_TASK INPUTS_.
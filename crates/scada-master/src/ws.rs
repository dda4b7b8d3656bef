//! ---
//! scada_section: "07-networking-external-interfaces"
//! scada_subsection: "module"
//! scada_type: "source"
//! scada_scope: "code"
//! scada_description: "SCADA master: registry, aggregation, alarms, control, security, surfaces."
//! scada_version: "v0.1.0"
//! scada_owner: "tbd"
//! ---
use std::collections::HashMap;
use std::net::SocketAddr;
use std::sync::Arc;
use std::time::Duration;

use axum::extract::ws::{Message, WebSocket, WebSocketUpgrade};
use axum::extract::{Query, State};
use axum::http::StatusCode;
use axum::response::{IntoResponse, Response};
use axum::routing::get;
use axum::Router;
use serde::Deserialize;
use tokio::net::TcpListener;
use tokio::sync::watch;
use tokio::task::JoinHandle;
use tracing::{debug, info, warn};

use crate::aggregator::Aggregator;
use crate::alarms::AlarmEngine;
use crate::auth::AuthService;
use crate::bus::{FanoutBus, WsMessage};
use crate::registry::NodeRegistry;
use crate::security::SecurityEngine;
use crate::store::TelemetryStore;

/// Sends that stall longer than this mark the client a slow consumer and end
/// the session.
const WRITE_DEADLINE: Duration = Duration::from_secs(10);

/// State for the WebSocket surface.
pub struct WsState {
    /// Token verification.
    pub auth: Arc<AuthService>,
    /// Fan-out bus.
    pub bus: Arc<FanoutBus>,
    /// Registry (snapshot contents).
    pub registry: Arc<NodeRegistry>,
    /// Store (snapshot contents).
    pub store: Arc<TelemetryStore>,
    /// Alarm engine (snapshot contents).
    pub alarms: Arc<AlarmEngine>,
    /// Security engine (snapshot counters).
    pub security: Arc<SecurityEngine>,
    /// Aggregator (snapshot grid rollup).
    pub aggregator: Arc<Aggregator>,
}

impl WsState {
    /// Build the `FullStateSnapshot` delivered on subscribe.
    pub fn full_snapshot(&self) -> WsMessage {
        let nodes = self.registry.list_nodes();
        let mut telemetry = HashMap::new();
        for node in &nodes {
            if let Some(sample) = self.store.latest(&node.node_id) {
                telemetry.insert(node.node_id.clone(), sample);
            }
        }
        WsMessage::FullStateSnapshot {
            grid: Some(self.aggregator.snapshot()),
            nodes,
            telemetry,
            alarms: self.alarms.active_alarms(),
            security: self.security.counters(),
        }
    }
}

#[derive(Debug, Deserialize)]
struct WsQuery {
    #[serde(default)]
    token: Option<String>,
}

async fn upgrade_handler(
    ws: WebSocketUpgrade,
    State(state): State<Arc<WsState>>,
    Query(query): Query<WsQuery>,
) -> Response {
    // Tokens are checked before the upgrade completes; an invalid token never
    // gets a socket.
    let Some(token) = query.token else {
        return StatusCode::UNAUTHORIZED.into_response();
    };
    let claims = match state.auth.verify(&token) {
        Ok(claims) => claims,
        Err(_) => return StatusCode::UNAUTHORIZED.into_response(),
    };
    debug!(user = %claims.sub, "dashboard websocket authenticated");
    ws.on_upgrade(move |socket| client_loop(socket, state, claims.sub))
}

async fn client_loop(mut socket: WebSocket, state: Arc<WsState>, user: String) {
    let mut subscription = state.bus.subscribe(state.full_snapshot());
    info!(user = %user, "dashboard subscribed");

    loop {
        tokio::select! {
            message = subscription.recv() => {
                let Some(message) = message else { break };
                let Ok(text) = serde_json::to_string(&message) else {
                    warn!("failed to serialise fan-out message");
                    continue;
                };
                match tokio::time::timeout(WRITE_DEADLINE, socket.send(Message::Text(text))).await {
                    Ok(Ok(())) => {}
                    Ok(Err(_)) => break,
                    Err(_) => {
                        warn!(user = %user, "websocket write deadline exceeded; dropping slow consumer");
                        break;
                    }
                }
            }
            inbound = socket.recv() => {
                match inbound {
                    Some(Ok(Message::Ping(payload))) => {
                        if socket.send(Message::Pong(payload)).await.is_err() {
                            break;
                        }
                    }
                    Some(Ok(Message::Close(_))) | None => break,
                    Some(Ok(_)) => {}
                    Some(Err(_)) => break,
                }
            }
        }
    }
    info!(user = %user, "dashboard disconnected");
}

/// Handle for the running WebSocket server.
pub struct WsServerHandle {
    address: SocketAddr,
    shutdown: watch::Sender<bool>,
    task: JoinHandle<()>,
}

impl WsServerHandle {
    /// Bound address.
    pub fn local_addr(&self) -> SocketAddr {
        self.address
    }

    /// Graceful shutdown.
    pub async fn shutdown(self) -> anyhow::Result<()> {
        let _ = self.shutdown.send(true);
        self.task.await?;
        Ok(())
    }
}

/// Bind and spawn the WebSocket surface at `/ws/grid`.
pub async fn spawn_ws(listen: SocketAddr, state: Arc<WsState>) -> anyhow::Result<WsServerHandle> {
    let listener = TcpListener::bind(listen).await?;
    let local_addr = listener.local_addr()?;
    info!(address = %local_addr, "websocket server listening");

    let app = Router::new()
        .route("/ws/grid", get(upgrade_handler))
        .with_state(state);

    let (shutdown_tx, mut shutdown_rx) = watch::channel(false);
    let task = tokio::spawn(async move {
        let server = axum::serve(listener, app).with_graceful_shutdown(async move {
            let _ = shutdown_rx.changed().await;
        });
        if let Err(err) = server.await {
            warn!(error = %err, "websocket server exited with error");
        }
    });

    Ok(WsServerHandle {
        address: local_addr,
        shutdown: shutdown_tx,
        task,
    })
}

_ACTION ITEM_. Exactly as they appear, copy the lines of the listing above from the first through the one that contains "use crate::auth::AuthService;", and nothing more.

_WRITTEN RESPONSE_.
filename crates/scada-master/src/ws.rs
repository dda4b7b8d3656bef
//! ---
//! scada_section: "07-networking-external-interfaces"
//! scada_subsection: "module"
//! scada_type: "source"
//! scada_scope: "code"
//! scada_description: "SCADA master: registry, aggregation, alarms, control, security, surfaces."
//! scada_version: "v0.1.0"
//! scada_owner: "tbd"
//! ---
use std::collections::HashMap;
use std::net::SocketAddr;
use std::sync::Arc;
use std::time::Duration;

use axum::extract::ws::{Message, WebSocket, WebSocketUpgrade};
use axum::extract::{Query, State};
use axum::http::StatusCode;
use axum::response::{IntoResponse, Response};
use axum::routing::get;
use axum::Router;
use serde::Deserialize;
use tokio::net::TcpListener;
use tokio::sync::watch;
use tokio::task::JoinHandle;
use tracing::{debug, info, warn};

use crate::aggregator::Aggregator;
use crate::alarms::AlarmEngine;
use crate::auth::AuthService;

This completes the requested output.